Within our Digital Literacies class, we were given an exact definition for rhetoric though. Rhetoric is situated strategic discourse.... Now I feel that I'm decently intelligent, but geez, that didn't explain anything to me. My only real knowledge of rhetoric is when people say, "That was a rhetorical question! Don't answer it!" Honestly, I never really looked it up, either. I just gave rhetoric my own definition as trying to put a comment out into the hemisphere for someone to think about but not dare to answer, because most likely it will get them in trouble. I kind of like my definition, but after having only the knowledge of my definition, then reading Brummett's article, I realized there was a lot more to learn about rhetoric. To help myself understand, I looked up the three words from my Digital Literacies' class' definition, and this was what I found:

Situated: 

  1. Located; placed
  2. Placed in a particular position or condition
Strategic:
  1. A plan, method, or series of maneuvers or stratagems for obtaining a specific goal or result
Discourse:
  1. Communication of thought by words; talk; conversation.
  2. formal discussion of a subject in speech or writing, as dissertation, treatise, sermon, etc.
  3. Any unit of connected speech or writing longer than a sentence.
(Note: these are definitions found at Dictionary.com)

So....putting those three words all together seems to me as if it means saying something in a particular way with particular words in order for what you're saying to have a particular meaning.  That's a lot of particulars.
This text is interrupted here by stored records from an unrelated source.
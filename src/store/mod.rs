pub mod alternate;
pub mod loose;

pub use alternate::{AlternateStoreRegistry, RemoteUrlResolver, WriteOutcome};
pub use loose::{LooseObjectStore, StoreOptions};
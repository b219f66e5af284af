//! Notification port (trait).
//! User-facing messages, kept apart from the link written to stdout.

/// Port for reporting outcomes to the user.
pub trait Notifier {
    fn info(&self, message: &str);

    fn error(&self, message: &str);
}
//! ghlink - GitHub permalinks from the command line
//!
//! Prints a link to a line range of a file at the commit currently checked
//! out, and copies it to the clipboard.

mod adapters;
mod app;
mod config;
mod domain;
mod logging;
mod ports;

use adapters::{ArboardClipboard, ConsoleNotifier, Git2Lookup, GitCliLookup};
use anyhow::{anyhow, Result};
use app::{App, Outcome};
use clap::Parser;
use config::{Backend, Settings};
use domain::LineRange;
use ports::{Clipboard, RepositoryLookup};
use std::io;
use std::path::PathBuf;
use std::process::ExitCode;
use tracing::debug;

#[derive(Parser, Debug)]
#[command(name = "ghlink")]
#[command(about = "Copy a GitHub permalink to lines of a file at the current commit")]
#[command(version)]
struct Args {
    /// File to link to
    file: PathBuf,

    /// Lines to select, one-indexed: 12, 12-20 or L12-L20 (default: 1)
    #[arg(short, long, default_value = "1")]
    lines: LineRange,

    /// Print the link without copying it to the clipboard
    #[arg(long)]
    no_copy: bool,

    /// Print a JSON object instead of the bare link
    #[arg(long)]
    json: bool,

    /// How to read repository state (default: $GHLINK_BACKEND, config file, then git2)
    #[arg(short, long, value_enum)]
    backend: Option<Backend>,

    /// Suppress informational messages on stderr
    #[arg(short, long)]
    quiet: bool,

    /// Increase log verbosity (-v debug, -vv trace)
    #[arg(short, long, action = clap::ArgAction::Count)]
    verbose: u8,
}

fn main() -> Result<ExitCode> {
    let args = Args::parse();
    logging::init_logging(args.verbose);

    let settings = Settings::load(args.backend, args.no_copy).map_err(|e| anyhow!(e))?;
    debug!(?settings, "loaded settings");

    let lookup: Box<dyn RepositoryLookup> = match settings.backend {
        Backend::Git2 => Box::new(Git2Lookup::new()),
        Backend::GitCli => Box::new(GitCliLookup::new()),
    };
    let clipboard: Option<Box<dyn Clipboard>> = if settings.clipboard {
        Some(Box::new(ArboardClipboard::new()))
    } else {
        None
    };
    let notifier = ConsoleNotifier { quiet: args.quiet };

    let mut app = App::new(lookup, clipboard, Box::new(notifier), args.json);
    let outcome = app.copy_permalink(&args.file, args.lines, &mut io::stdout().lock())?;

    Ok(match outcome {
        Outcome::Linked { permalink, copied } => {
            debug!(%permalink, copied, "permalink ready");
            ExitCode::SUCCESS
        }
        Outcome::Rejected => ExitCode::FAILURE,
    })
}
Basically though, if I want to use rhetoric, I'm going to preplan what I will say so that it has the exact affect and meaning that I want people to take it as. 

Sooooo True!!! 
The whole thing is very interesting, and I'm amazed that it actually took me till I was a sophomore in college to really get any kind of definition for rhetoric. I'm really happy I have a definition now though, because rhetoric applies to soooo many different scenarios. Now that I know more about rhetoric, I feel that I have a much better chance of fully comprehending the meaning that people are wanting me to get from the things they say after they using rhetoric.